Antes eu me importava com o sistema econômico. Sonhava com uma alternativa ao capitalismo, mas fui vendo que a outra opção também não era lá grande coisa. Hoje, não me importa mais qual é o sistema econômico, nem se o capitalismo é mesmo o único horizonte visível em termos de economia. Me preocupo sim com a falta de direitos básicos como saúde, educação, moradia, emprego. Me preocupo com os famintos (e eles existem), com os excluídos, com aqueles abandonados pelo Estado, deixados à própria sorte. Me preocupo com a violência que cresce a cada dia, com a ausência de políticas sociais. Me preocupo com a anomia de nossa sociedade, com o mundo que deixaremos para nossos filhos e netos.

Até tento ser diferente. Tento não me preocupar com nada, mesmo porquê não vai ser eu quem vai consertar o mundo, se é que precisa de conserto.
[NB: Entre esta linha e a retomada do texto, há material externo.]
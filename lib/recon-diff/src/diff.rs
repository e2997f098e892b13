use std::collections::HashSet;

use recon_model::{CloudFileMeta, File, Id, Operation, Tree};

use crate::error::DiffError;

/// Computes the set of operations that turn `before` into `after`, treating
/// files and directories independently. `file_equivalent` decides, for a
/// file present unchanged in both trees, whether its content also needs an
/// accompanying `ModifyFile` — see the `comparators` module for the three
/// ways the engine instantiates it.
pub fn diff(
    before: &Tree,
    after: &Tree,
    file_equivalent: impl Fn(&File, &File) -> bool,
) -> Result<HashSet<Operation>, DiffError> {
    let mut ops = HashSet::new();

    let mut file_ids: HashSet<&Id> = before.files().keys().collect();
    file_ids.extend(after.files().keys());
    for id in file_ids {
        if before.dirs().contains_key(id) || after.dirs().contains_key(id) {
            return Err(DiffError::IdKindMismatch { id: id.clone() });
        }
        match (before.files().get(id), after.files().get(id)) {
            (None, Some(a)) => {
                ops.insert(Operation::AddFile {
                    parent_id: a.parent().clone(),
                    child_id: id.clone(),
                    name: a.name().to_string(),
                    size: a.size(),
                    cloud_meta: a.as_cloud().map(|c| CloudFileMeta {
                        e_tag: c.e_tag.clone(),
                        c_tag: c.c_tag.clone(),
                    }),
                });
            }
            (Some(_), None) => {
                ops.insert(Operation::DelFile { id: id.clone() });
            }
            (Some(b), Some(a)) => {
                let moved = b.parent() != a.parent();
                let renamed = b.name() != a.name();
                if moved || renamed {
                    ops.insert(Operation::RenameMoveFile {
                        id: id.clone(),
                        name: renamed.then(|| a.name().to_string()),
                        destination_id: moved.then(|| a.parent().clone()),
                    });
                }
                if !file_equivalent(b, a) {
                    ops.insert(Operation::ModifyFile {
                        id: id.clone(),
                        size: a.size(),
                        cloud_meta: a.as_cloud().map(|c| CloudFileMeta {
                            e_tag: c.e_tag.clone(),
                            c_tag: c.c_tag.clone(),
                        }),
                    });
                }
            }
            (None, None) => unreachable!("id came from the union of both key sets"),
        }
    }

    let mut dir_ids: HashSet<&Id> = before.dirs().keys().collect();
    dir_ids.extend(after.dirs().keys());
    for id in dir_ids {
        if *id == *before.root_id() || *id == *after.root_id() {
            continue;
        }
        if before.files().contains_key(id) || after.files().contains_key(id) {
            return Err(DiffError::IdKindMismatch { id: id.clone() });
        }
        match (before.dirs().get(id), after.dirs().get(id)) {
            (None, Some(a)) => {
                ops.insert(Operation::AddDir {
                    parent_id: a.parent.clone().expect("non-root directory has a parent"),
                    child_id: id.clone(),
                    name: a.name.clone().expect("non-root directory has a name"),
                });
            }
            (Some(_), None) => {
                ops.insert(Operation::DelDir { id: id.clone() });
            }
            (Some(b), Some(a)) => {
                let moved = b.parent != a.parent;
                let renamed = b.name != a.name;
                if moved || renamed {
                    ops.insert(Operation::RenameMoveDir {
                        id: id.clone(),
                        name: renamed.then(|| a.name.clone().unwrap()),
                        destination_id: moved.then(|| a.parent.clone().unwrap()),
                    });
                }
            }
            (None, None) => unreachable!("id came from the union of both key sets"),
        }
    }

    Ok(ops)
}

#[cfg(test)]
mod tests {
    use super::diff;
    use recon_model::{Directory, File, Id, LocalFile, Operation, Tree};

    fn mkfile(id: &str, name: &str, parent: &str, size: u64) -> File {
        File::Local(LocalFile {
            id: Id::real(id),
            name: name.to_string(),
            parent: Id::real(parent),
            size,
            mtime_ns: 0,
        })
    }

    fn always_equivalent(_b: &File, _a: &File) -> bool {
        true
    }

    #[test]
    fn diff_of_identical_trees_is_empty() {
        let mut tree = Tree::new(Id::real("root"));
        tree.files_mut()
            .insert(Id::real("f1"), mkfile("f1", "a", "root", 1));
        tree.reconstruct_by_parents();

        let ops = diff(&tree, &tree, always_equivalent).unwrap();
        assert!(ops.is_empty());
    }

    #[test]
    fn diff_detects_add_and_delete() {
        let mut before = Tree::new(Id::real("root"));
        before
            .files_mut()
            .insert(Id::real("f1"), mkfile("f1", "a", "root", 1));
        before.reconstruct_by_parents();

        let mut after = Tree::new(Id::real("root"));
        after
            .files_mut()
            .insert(Id::real("f2"), mkfile("f2", "b", "root", 1));
        after.reconstruct_by_parents();

        let ops = diff(&before, &after, always_equivalent).unwrap();
        assert!(ops.contains(&Operation::DelFile { id: Id::real("f1") }));
        assert!(ops.iter().any(|op| matches!(
            op,
            Operation::AddFile { child_id, .. } if *child_id == Id::real("f2")
        )));
    }

    #[test]
    fn diff_detects_rename_and_modify_independently() {
        let mut before = Tree::new(Id::real("root"));
        before
            .files_mut()
            .insert(Id::real("f1"), mkfile("f1", "a", "root", 1));
        before.reconstruct_by_parents();

        let mut after = Tree::new(Id::real("root"));
        after
            .files_mut()
            .insert(Id::real("f1"), mkfile("f1", "b", "root", 2));
        after.reconstruct_by_parents();

        let ops = diff(&before, &after, |_b, _a| false).unwrap();
        assert!(ops.contains(&Operation::RenameMoveFile {
            id: Id::real("f1"),
            name: Some("b".to_string()),
            destination_id: None,
        }));
        assert!(ops
            .iter()
            .any(|op| matches!(op, Operation::ModifyFile { id, .. } if *id == Id::real("f1"))));
    }

    #[test]
    fn diff_detects_dir_move() {
        let mut before = Tree::new(Id::real("root"));
        before.dirs_mut().insert(
            Id::real("d1"),
            Directory::new(Id::real("d1"), "d1", Id::real("root")),
        );
        before.dirs_mut().insert(
            Id::real("d2"),
            Directory::new(Id::real("d2"), "d2", Id::real("root")),
        );
        before.reconstruct_by_parents();

        let mut after = before.clone();
        after.dirs_mut().get_mut(&Id::real("d1")).unwrap().parent = Some(Id::real("d2"));
        after.reconstruct_by_parents();

        let ops = diff(&before, &after, always_equivalent).unwrap();
        assert!(ops.contains(&Operation::RenameMoveDir {
            id: Id::real("d1"),
            name: None,
            destination_id: Some(Id::real("d2")),
        }));
    }
}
Como estou longe de ser o dono da verdade, vai ver está tudo certo, e eu que me preocupo demais. Mas não consigo ser diferente, não sei o que acontece comigo. Vai ver, sou sensível demais, ou bobo demais. Mas prefiro ser assim, não dá pra fingir que não vejo nada.

E pelo amor de Deus, não venham me dizer pra fazer minha parte, porque eu tento...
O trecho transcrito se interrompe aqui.